Аня, Димкина мама, хотела встретиться с Ниной. Это удивило его. Отношения с Ниной превзошли все его ожидания; он не упускал случая, чтобы переспать с ней, но какое дело до этого его матери? Он задал ей этот вопрос, она ответила раздраженным тоном-
— Ты был самым умным мальчиком в школе, но иногда ты бываешь таким дурачком. Послушай, каждый уик-энд, если ты не уезжаешь куда-нибудь с Хрущевым, ты проводишь с этой женщиной. Очевидно, она для тебя что-то значит. Ты встречаешься с ней три месяца. Конечно, матери хочется знать, что она собой представляет. Как ты можешь такое спрашивать?
Возможно, она права, подумал Димка. Нина не была просто знакомой, с которой он встречался, и подружкой. Она была его любовницей и стала частью его жизни.

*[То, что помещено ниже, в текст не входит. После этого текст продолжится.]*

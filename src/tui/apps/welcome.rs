//! Participant welcome screen

use ratatui::layout::Alignment;
use ratatui::style::{Style, Stylize};
use ratatui::text::{Line, Span};

use crate::tui::{App, AppContext, Command, Element, LayoutConstraint, Notice, Route, Theme};

pub struct WelcomeApp;

#[derive(Debug, Clone, Default)]
pub struct State;

#[derive(Debug, Clone)]
pub enum Msg {
    StartQuestionnaire,
    LearnMore,
}

const HIGHLIGHTS: [(&str, &str); 3] = [
    ("Confidencial", "Suas respostas são totalmente confidenciais e anônimas"),
    ("Simples", "Perguntas diretas e fáceis de responder"),
    ("Rápido", "Aproximadamente 15 minutos para concluir"),
];

impl App for WelcomeApp {
    type State = State;
    type Msg = Msg;

    fn init(_ctx: &AppContext) -> (State, Command<Msg>) {
        (State, Command::set_focus("start-questionnaire"))
    }

    fn update(_state: &mut State, msg: Msg, _ctx: &AppContext) -> Command<Msg> {
        match msg {
            Msg::StartQuestionnaire => Command::navigate(Route::Questionnaire),
            Msg::LearnMore => Command::notify(Notice::info("Funcionalidade 'Saiba Mais' será implementada em breve")),
        }
    }

    fn view(_state: &State, _ctx: &AppContext, theme: &Theme) -> Element<Msg> {
        let mut lines = vec![
            Line::from(Span::styled(
                "Mostre-nos como você se sente",
                Style::default().fg(theme.accent_primary).bold(),
            ))
            .alignment(Alignment::Center),
            Line::from(""),
            Line::from(Span::styled(
                "Sua voz importa. Responda ao questionário e ajude a construir um ambiente de trabalho melhor para todos.",
                Style::default().fg(theme.text_secondary),
            ))
            .alignment(Alignment::Center),
            Line::from(""),
        ];
        for (title, description) in HIGHLIGHTS {
            lines.push(
                Line::from(vec![
                    Span::styled(format!("{}: ", title), Style::default().fg(theme.accent_secondary).bold()),
                    Span::styled(description, theme.muted()),
                ])
                .alignment(Alignment::Center),
            );
        }

        let actions = Element::row(vec![
            Element::button("start-questionnaire", "Iniciar Questionário →")
                .on_press(Msg::StartQuestionnaire)
                .style(Style::default().fg(theme.accent_primary).bold())
                .build(),
            Element::button("learn-more", "Saiba Mais").on_press(Msg::LearnMore).build(),
        ])
        .build();

        Element::container(
            Element::column(Vec::new())
                .add(Element::paragraph(lines), LayoutConstraint::Min(8))
                .add(actions, LayoutConstraint::Length(3))
                .build(),
        )
        .padding(2)
        .build()
    }

    fn title() -> &'static str {
        "Boas-vindas"
    }
}

#[cfg(test)]
mod tests {
    use super::*;
    use crate::api::MemoryBackend;
    use crate::tui::apps::testing;
    use crate::tui::{Effect, Runtime};

    #[tokio::test]
    async fn test_actions() {
        let backend = MemoryBackend::new();
        let ctx = testing::signed_in(&backend, "ana@acme.com", false).await;
        let mut runtime = Runtime::<WelcomeApp>::new(&ctx);

        runtime.dispatch(Msg::LearnMore, &ctx);
        runtime.dispatch(Msg::StartQuestionnaire, &ctx);
        assert_eq!(
            runtime.take_effects(),
            vec![
                Effect::Notify(Notice::info("Funcionalidade 'Saiba Mais' será implementada em breve")),
                Effect::Navigate(Route::Questionnaire),
            ]
        );
    }
}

Он любил свою мать, но не во всем слушался ее: ей не нравился мотоцикл, не нравились голубые джинсы, не нравился Валентин. Он готов был сделать все возможное, чтобы сделать ей приятное, поэтому пригласил Нину к себе домой. Сначала она отказалась.
— Я не хочу, чтобы твоя семья разглядывала меня со всех сторон, как подержанную машину, которую ты собираешься купить, — с презрением отрезала она. — Скажи своей матери, что я не собираюсь выходить за тебя замуж. И она скоро отвяжется.

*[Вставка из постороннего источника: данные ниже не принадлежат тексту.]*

//! Core write operations against backend tables

use serde::{Deserialize, Serialize};
use serde_json::Value;

use crate::api::client::TableClient;
use crate::api::query::Filter;

/// A single write against one table
#[derive(Debug, Clone, PartialEq)]
pub enum Operation {
    /// Insert one or more rows in a single request
    Insert {
        table: String,
        rows: Vec<Value>,
    },
    /// Delete every row matching the filters
    Delete {
        table: String,
        filters: Vec<Filter>,
    },
}

/// Result of executing an Operation
#[derive(Debug, Clone, Serialize, Deserialize)]
pub struct OperationResult {
    /// Whether the operation succeeded
    pub success: bool,
    /// Rows returned by the backend (inserted rows with generated columns)
    pub data: Vec<Value>,
    /// Error message if the operation failed
    pub error: Option<String>,
    /// HTTP status code from the response
    pub status_code: Option<u16>,
}

impl Operation {
    /// Insert a single row
    pub fn insert(table: impl Into<String>, row: Value) -> Self {
        Self::Insert {
            table: table.into(),
            rows: vec![row],
        }
    }

    /// Insert several rows in one request
    pub fn insert_many(table: impl Into<String>, rows: Vec<Value>) -> Self {
        Self::Insert {
            table: table.into(),
            rows,
        }
    }

    /// Delete the row with the given id
    pub fn delete_by_id(table: impl Into<String>, id: impl Into<String>) -> Self {
        Self::Delete {
            table: table.into(),
            filters: vec![Filter::eq("id", id)],
        }
    }

    pub fn table(&self) -> &str {
        match self {
            Operation::Insert { table, .. } | Operation::Delete { table, .. } => table,
        }
    }

    /// Short description for logs
    pub fn describe(&self) -> String {
        match self {
            Operation::Insert { table, rows } => format!("insert {} row(s) into {}", rows.len(), table),
            Operation::Delete { table, filters } => format!("delete from {} ({} filter(s))", table, filters.len()),
        }
    }

    /// Execute this operation with the given client
    pub async fn execute(&self, client: &dyn TableClient) -> anyhow::Result<OperationResult> {
        client.execute(self).await
    }
}

impl OperationResult {
    pub fn success(data: Vec<Value>, status_code: u16) -> Self {
        Self {
            success: true,
            data,
            error: None,
            status_code: Some(status_code),
        }
    }

    pub fn error(error: String, status_code: Option<u16>) -> Self {
        Self {
            success: false,
            data: Vec::new(),
            error: Some(error),
            status_code,
        }
    }

    /// Turn a failed result into an error, returning the rows otherwise
    pub fn into_result(self) -> anyhow::Result<Vec<Value>> {
        if !self.success {
            anyhow::bail!(
                "{}",
                self.error.unwrap_or_else(|| "Unknown backend error".to_string())
            );
        }
        Ok(self.data)
    }
}

#[cfg(test)]
mod tests {
    use super::*;
    use serde_json::json;

    #[test]
    fn test_constructors() {
        let op = Operation::delete_by_id("areas_cadastradas", "a-1");
        assert_eq!(op.table(), "areas_cadastradas");
        match &op {
            Operation::Delete { filters, .. } => assert_eq!(filters[0], Filter::eq("id", "a-1")),
            other => panic!("unexpected {:?}", other),
        }

        let bulk = Operation::insert_many("questoes_cadastradas", vec![json!({}), json!({})]);
        assert_eq!(bulk.describe(), "insert 2 row(s) into questoes_cadastradas");
    }

    #[test]
    fn test_failed_result_is_error() {
        let failed = OperationResult::error("duplicate key".into(), Some(409));
        assert_eq!(failed.into_result().unwrap_err().to_string(), "duplicate key");
    }
}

— Семья тут ни при чем, это все она, — попытался объяснить Димка. — Отец умер, а сестра на Кубе. В любом случае, что ты имеешь против замужества?
— Как, ты мне делаешь предложение?
Димка смешался. Нина была захватывающей и сексуальной, и он еще никогда не был так увлечен какой-либо женщиной, но он не думал о женитьбе. Разве он хотел провести всю жизнь с ней?
Он увильнул от ответа.
— Я только пытаюсь понять тебя.
— Я уже выходила однажды замуж, и мне это не доставило радости, — сказала она. — Ты доволен?
Она часто говорила с вызовом, и это было недостатком в ее характере. Но он не возражал. Это даже возбуждало его.
— Ты предпочитаешь оставаться незамужней? — допытывался он.
— Разве не ясно?
— Что ты находишь в этом хорошего?
— Мне не нужно угождать мужчине, я лучше буду угождать себе. А когда я захочу чего-нибудь еще, я могу встретиться стобой.
— Значит, я идеально вхожу в твою интимную сферу.
Она улыбнулась двусмысленности.
— Именно так.
Тем не менее она на минуту задумалась и потом произнесла:
— Ну, хорошо. Не хочу наживать врага в лице твоей матери. Я приду.
В тот день Димка нервничал. Нина была непредсказуема. Когда случалось что-то, что ей не нравилось — случайно разбивалась тарелка, к ней проявлялось явное или мнимое неуважение, в Димкиных глазах виделся укор, — она реагировала порывисто, так, как дул холодный январский ветер в Москве. Но Димка надеялся, что она поладит с его матерью.
Нине раньше не доводилось бывать в Доме правительства. На нее произвела неизгладимое впечатление прихожая по размеру бального зала. Квартира была хоть и не очень большой, но шикарно отделанной и обставленной в сравнении с большинством московских квартир: мягкие ковры и дорогие обои, радиола, шкаф из орехового дерева с проигрывателем пластинок и радиоприемником. Все это входило в привилегии высокого ранга офицеров КГБ, таких как Димкин отец.
Аня приготовила разнообразные закуски, которые москвичи предпочитали формальному обеду: копченая скумбрия и сваренные вкрутую яйца с красным перцем на кусках белого хлеба; бутерброды из ржаного хлеба с огурцом и помидором; и ее piece de resistance1 (Основное блюдо {франц.).) «парусники» — овальные тосты с треугольными кусочками сыра, воткнутые вертикально зубочистками наподобие мачты.